Context: Anterior cruciate ligament (ACL) injury risk reduction programs have become increasingly popular. As ACL injuries continue to reflect high incidence rates, the continued optimization of current risk reduction programs, and the exercises contained within them, is warranted. The exercises must evolve to align with new etiology data, but there is concern that the exercises do not fully reflect the complexity of ACL injury mechanisms. It was outside the scope of this review to address each possible inciting event, rather the effort was directed at the elements more closely associated with the end point of movement during the injury mechanism.

Objective: To examine if exercises designed to reduce the risk of ACL injury reflect key injury mechanisms: multiplanar movement, single limb stance, trunk and hip dissociative control, and a flight phase.

Data Sources: A systematic search was performed using PubMed, Medline, EBSCO (CINAHL), SPORTSDiscus, and PEDro databases.
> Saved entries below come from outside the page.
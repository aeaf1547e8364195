//! In-memory storage for tests and local development.
//!
//! Implements both [`LedgerStore`] and [`MerchantStore`] over process-local
//! maps. Each operation takes a single lock, so every write is atomic with
//! respect to readers.

use std::collections::HashMap;

use async_trait::async_trait;
use chrono::Utc;
use tokio::sync::RwLock;

use loyalty_core::{
    CustomerId, LedgerEntryId, LedgerPatch, Merchant, MerchantId, NewLedgerEntry,
    RewardLedgerEntry, RewardsConfig,
};

use super::{LedgerStore, MerchantStore, RepositoryError};

/// Map-backed store.
#[derive(Default)]
pub struct InMemoryStore {
    entries: RwLock<HashMap<LedgerEntryId, RewardLedgerEntry>>,
    merchants: RwLock<HashMap<MerchantId, Merchant>>,
}

impl InMemoryStore {
    /// Create an empty store.
    #[must_use]
    pub fn new() -> Self {
        Self::default()
    }

    /// Every ledger entry, in no particular order.
    pub async fn all_entries(&self) -> Vec<RewardLedgerEntry> {
        self.entries.read().await.values().cloned().collect()
    }
}

#[async_trait]
impl LedgerStore for InMemoryStore {
    async fn find_entry(
        &self,
        customer_id: &CustomerId,
        merchant_id: &MerchantId,
    ) -> Result<Option<RewardLedgerEntry>, RepositoryError> {
        let entries = self.entries.read().await;
        Ok(entries
            .values()
            .find(|e| &e.customer_id == customer_id && &e.merchant_id == merchant_id)
            .cloned())
    }

    async fn create_entry(
        &self,
        entry: NewLedgerEntry,
    ) -> Result<RewardLedgerEntry, RepositoryError> {
        // Mirror the foreign key on reward_ledger.merchant_id
        if !self.merchants.read().await.contains_key(&entry.merchant_id) {
            return Err(RepositoryError::NotFound);
        }

        let mut entries = self.entries.write().await;
        let exists = entries
            .values()
            .any(|e| e.customer_id == entry.customer_id && e.merchant_id == entry.merchant_id);
        if exists {
            return Err(RepositoryError::Conflict(
                "ledger entry already exists".to_owned(),
            ));
        }

        let created = entry.into_entry(LedgerEntryId::generate(), Utc::now());
        entries.insert(created.id, created.clone());
        Ok(created)
    }

    async fn update_entry(
        &self,
        id: LedgerEntryId,
        expected_version: i64,
        patch: &LedgerPatch,
    ) -> Result<RewardLedgerEntry, RepositoryError> {
        let mut entries = self.entries.write().await;
        let entry = entries.get_mut(&id).ok_or(RepositoryError::NotFound)?;
        if entry.version != expected_version {
            return Err(RepositoryError::StaleVersion {
                expected: expected_version,
            });
        }

        patch.apply_to(entry, Utc::now());
        Ok(entry.clone())
    }

    async fn list_for_merchant(
        &self,
        merchant_id: &MerchantId,
    ) -> Result<Vec<RewardLedgerEntry>, RepositoryError> {
        let entries = self.entries.read().await;
        let mut matching: Vec<RewardLedgerEntry> = entries
            .values()
            .filter(|e| &e.merchant_id == merchant_id)
            .cloned()
            .collect();
        matching.sort_by(|a, b| {
            b.last_visit
                .cmp(&a.last_visit)
                .then_with(|| a.id.as_uuid().cmp(&b.id.as_uuid()))
        });
        Ok(matching)
    }

    async fn ping(&self) -> Result<(), RepositoryError> {
        Ok(())
    }
}

#[async_trait]
impl MerchantStore for InMemoryStore {
    async fn find_merchant(&self, id: &MerchantId) -> Result<Option<Merchant>, RepositoryError> {
        Ok(self.merchants.read().await.get(id).cloned())
    }

    async fn upsert_merchant(
        &self,
        id: &MerchantId,
        name: &str,
        rewards: &RewardsConfig,
    ) -> Result<Merchant, RepositoryError> {
        let now = Utc::now();
        let mut merchants = self.merchants.write().await;
        let merchant = merchants
            .entry(id.clone())
            .and_modify(|m| {
                m.name = name.to_owned();
                m.rewards = rewards.clone();
                m.updated_at = now;
            })
            .or_insert_with(|| Merchant {
                id: id.clone(),
                name: name.to_owned(),
                rewards: rewards.clone(),
                created_at: now,
                updated_at: now,
            });
        Ok(merchant.clone())
    }

    async fn update_rewards(
        &self,
        id: &MerchantId,
        rewards: &RewardsConfig,
    ) -> Result<Merchant, RepositoryError> {
        let mut merchants = self.merchants.write().await;
        let merchant = merchants.get_mut(id).ok_or(RepositoryError::NotFound)?;
        merchant.rewards = rewards.clone();
        merchant.updated_at = Utc::now();
        Ok(merchant.clone())
    }
}
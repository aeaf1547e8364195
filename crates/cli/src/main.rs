//! Loyalty POS CLI - Database migrations and merchant management tools.
//!
//! # Usage
//!
//! ```bash
//! # Run database migrations
//! loyalty migrate
//!
//! # Create or update a merchant and its rewards tiers
//! loyalty merchant seed --file merchant.yaml
//!
//! # Check which tier a spend total reaches, without a database
//! loyalty tiers resolve --file merchant.yaml --spent 110
//! ```
//!
//! # Commands
//!
//! - `migrate` - Run database migrations
//! - `merchant seed` - Upsert a merchant from YAML
//! - `tiers resolve` - Resolve a tier offline

#![cfg_attr(not(test), forbid(unsafe_code))]

use std::path::PathBuf;
use std::process::ExitCode;

use clap::{Parser, Subcommand};

mod commands;

#[derive(Parser)]
#[command(name = "loyalty")]
#[command(author, version, about = "Loyalty POS CLI tools")]
struct Cli {
    #[command(subcommand)]
    command: Commands,
}

#[derive(Subcommand)]
enum Commands {
    /// Run database migrations
    Migrate,
    /// Manage merchants
    Merchant {
        #[command(subcommand)]
        action: MerchantAction,
    },
    /// Inspect rewards tiers
    Tiers {
        #[command(subcommand)]
        action: TiersAction,
    },
}

#[derive(Subcommand)]
enum MerchantAction {
    /// Create or update a merchant and its rewards configuration
    Seed {
        /// Merchant YAML file
        #[arg(short, long)]
        file: PathBuf,
    },
}

#[derive(Subcommand)]
enum TiersAction {
    /// Show the tier a spend total qualifies for
    Resolve {
        /// Merchant YAML file
        #[arg(short, long)]
        file: PathBuf,

        /// Cumulative spend
        #[arg(short, long)]
        spent: String,
    },
}

#[tokio::main]
async fn main() -> ExitCode {
    // Initialize tracing
    tracing_subscriber::fmt::init();

    let cli = Cli::parse();

    if let Err(e) = run(cli).await {
        tracing::error!("Command failed: {e}");
        return ExitCode::FAILURE;
    }
    ExitCode::SUCCESS
}

async fn run(cli: Cli) -> Result<(), commands::CommandError> {
    match cli.command {
        Commands::Migrate => commands::migrate::run().await?,
        Commands::Merchant { action } => match action {
            MerchantAction::Seed { file } => commands::merchant::seed(&file).await?,
        },
        Commands::Tiers { action } => match action {
            TiersAction::Resolve { file, spent } => {
                let report = commands::tiers::resolve(&file, &spent)?;
                #[allow(clippy::print_stdout)]
                {
                    println!("{report}");
                }
            }
        },
    }
    Ok(())
}
//! HTTP middleware stack for the loyalty server.
//!
//! # Middleware Order (outermost first)
//!
//! 1. Sentry layers (capture errors and transactions)
//! 2. `TraceLayer` (request span with `request_id` and `caller` fields)
//! 3. Request ID (add unique ID to each request)
//!
//! Caller identity is an extractor rather than a layer so that `/health`
//! stays reachable without it.

pub mod caller;
pub mod request_id;

pub use caller::{CALLER_HEADER, Caller, MissingCaller};
pub use request_id::{REQUEST_ID_HEADER, request_id_middleware};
Study Selection: Eligibility criteria were as follows: (1) randomized controlled trials or prospective cohort studies, (2) male and/or female participants of any age, (3) exercises were targeted interventions to prevent ACL/knee injuries, and (4) individual exercises were listed and adequately detailed and excluded if program was unable to be replicated clinically.

Study Design: Scoping review.

Level Of Evidence: Level 4.

Data Extraction: A total of 35 studies were included, and 1019 exercises were extracted for analysis.

Results: The average Consensus on Exercise Reporting Template score was 11 (range, 0-14). The majority of exercises involved bilateral weightbearing (n = 418 of 1019; 41.0%), followed by single limb (n = 345 of 1019; 33.9%) and nonweightbearing (n = 256 of 1019; 25.1%). Only 20% of exercises incorporated more than 1 plane of movement, and the majority of exercises had sagittal plane dominance. Although 50% of exercises incorporated a flight phase, only half of these also involved single-leg weightbearing. Just 16% of exercises incorporated trunk and hip dissociation, and these were rarely combined with other key exercise elements. Only 13% of exercises challenged more than 2 key elements, and only 1% incorporated all 4 elements (multiplanar movements, single limb stance, trunk and hip dissociation, flight phase) simultaneously.

Conclusion: Many risk reduction exercises do not reflect the task-specific elements identified within ACL injury mechanisms. Addressing the underrepresentation of key elements (eg, trunk and hip dissociation, multiplanar movements) may optimize risk reduction in future trials.